(Data entries)
Start of Block

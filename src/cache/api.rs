use std::future::Future;
use std::sync::Arc;

use async_trait::async_trait;
use serde::Serialize;
use serde::de::DeserializeOwned;

use super::{CacheBucket, InvalidationGate};
use crate::api::CourseApi;
use crate::error::AppError;
use crate::models::{
    CatalogItem, Course, CourseId, CourseLink, CourseSetting, EntryKind, FieldMap, LinkKind,
    SettingId, TextEntry,
};

const CATALOGS: &[CacheBucket] = &[CacheBucket::Catalogs];
const COURSES: &[CacheBucket] = &[CacheBucket::Courses];
const SETTINGS: &[CacheBucket] = &[CacheBucket::CourseSettings, CacheBucket::Courses];

/// `CourseApi` decorator: reads go through the tagged cache, writes through
/// the invalidation gate.
pub struct CachedCourseApi {
    inner: Arc<dyn CourseApi>,
    gate: InvalidationGate,
}

impl CachedCourseApi {
    pub fn new(inner: Arc<dyn CourseApi>, gate: InvalidationGate) -> Self {
        Self { inner, gate }
    }

    async fn cached<T, F>(&self, key: String, buckets: &[CacheBucket], fetch: F) -> Result<T, AppError>
    where
        T: Serialize + DeserializeOwned,
        F: Future<Output = Result<T, AppError>>,
    {
        let cache = self.gate.cache();
        if let Some(hit) = cache.get(&key).await {
            if let Ok(value) = serde_json::from_value(hit) {
                return Ok(value);
            }
        }
        let fresh = fetch.await?;
        cache.set(&key, serde_json::to_value(&fresh)?, buckets).await;
        Ok(fresh)
    }
}

#[async_trait]
impl CourseApi for CachedCourseApi {
    async fn list_categories(&self) -> Result<Vec<CatalogItem>, AppError> {
        self.cached("categories".into(), CATALOGS, self.inner.list_categories()).await
    }

    async fn list_course_types(&self) -> Result<Vec<CatalogItem>, AppError> {
        self.cached("course-types".into(), CATALOGS, self.inner.list_course_types()).await
    }

    async fn list_eligibilities(&self) -> Result<Vec<CatalogItem>, AppError> {
        self.cached("eligibilities".into(), CATALOGS, self.inner.list_eligibilities()).await
    }

    async fn list_courses(&self) -> Result<Vec<Course>, AppError> {
        self.cached("courses".into(), COURSES, self.inner.list_courses()).await
    }

    async fn list_instructors(&self) -> Result<Vec<CatalogItem>, AppError> {
        self.cached("instructors".into(), CATALOGS, self.inner.list_instructors()).await
    }

    async fn list_specialities(&self) -> Result<Vec<CatalogItem>, AppError> {
        self.cached("specialities".into(), CATALOGS, self.inner.list_specialities()).await
    }

    async fn list_accreditation_partners(&self) -> Result<Vec<CatalogItem>, AppError> {
        self.cached("accreditation-partners".into(), CATALOGS, self.inner.list_accreditation_partners())
            .await
    }

    async fn course_links(&self, course_id: CourseId, kind: LinkKind) -> Result<Vec<CourseLink>, AppError> {
        let key = format!("courses/{}/{}", course_id, kind.path());
        self.cached(key, COURSES, self.inner.course_links(course_id, kind)).await
    }

    async fn course_entries(&self, course_id: CourseId, kind: EntryKind) -> Result<Vec<TextEntry>, AppError> {
        let key = format!("courses/{}/{}", course_id, kind.path());
        self.cached(key, COURSES, self.inner.course_entries(course_id, kind)).await
    }

    async fn course_setting(&self, course_id: CourseId) -> Result<Option<CourseSetting>, AppError> {
        let key = format!("courses/{}/settings", course_id);
        self.cached(key, SETTINGS, self.inner.course_setting(course_id)).await
    }

    async fn create_course(&self, fields: &FieldMap) -> Result<Course, AppError> {
        self.gate.guard(COURSES, self.inner.create_course(fields)).await
    }

    async fn update_course(&self, course_id: CourseId, fields: &FieldMap) -> Result<FieldMap, AppError> {
        self.gate.guard(COURSES, self.inner.update_course(course_id, fields)).await
    }

    async fn create_course_setting(&self, course_id: CourseId, fields: &FieldMap) -> Result<CourseSetting, AppError> {
        self.gate
            .guard(&[CacheBucket::CourseSettings], self.inner.create_course_setting(course_id, fields))
            .await
    }

    async fn update_course_setting(&self, setting_id: SettingId, fields: &FieldMap) -> Result<FieldMap, AppError> {
        self.gate
            .guard(&[CacheBucket::CourseSettings], self.inner.update_course_setting(setting_id, fields))
            .await
    }

    async fn add_link(&self, course_id: CourseId, kind: LinkKind, target_id: i64) -> Result<CourseLink, AppError> {
        self.gate.guard(COURSES, self.inner.add_link(course_id, kind, target_id)).await
    }

    async fn remove_link(&self, course_id: CourseId, kind: LinkKind, link_id: i64) -> Result<(), AppError> {
        self.gate.guard(COURSES, self.inner.remove_link(course_id, kind, link_id)).await
    }

    async fn add_entry(&self, course_id: CourseId, kind: EntryKind, text: &str) -> Result<TextEntry, AppError> {
        self.gate.guard(COURSES, self.inner.add_entry(course_id, kind, text)).await
    }

    async fn remove_entry(&self, course_id: CourseId, kind: EntryKind, entry_id: i64) -> Result<(), AppError> {
        self.gate.guard(COURSES, self.inner.remove_entry(course_id, kind, entry_id)).await
    }
}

End of Block

▶ [PROBLEM] When a line in the records above holds "CacheBucket", that line is to be reported.

▶ [ANSWER FOR THE TASK]
use super::{CacheBucket, InvalidationGate};
const CATALOGS: &[CacheBucket] = &[CacheBucket::Catalogs];
const COURSES: &[CacheBucket] = &[CacheBucket::Courses];
const SETTINGS: &[CacheBucket] = &[CacheBucket::CourseSettings, CacheBucket::Courses];
    async fn cached<T, F>(&self, key: String, buckets: &[CacheBucket], fetch: F) -> Result<T, AppError>
            .guard(&[CacheBucket::CourseSettings], self.inner.create_course_setting(course_id, fields))
            .guard(&[CacheBucket::CourseSettings], self.inner.update_course_setting(setting_id, fields))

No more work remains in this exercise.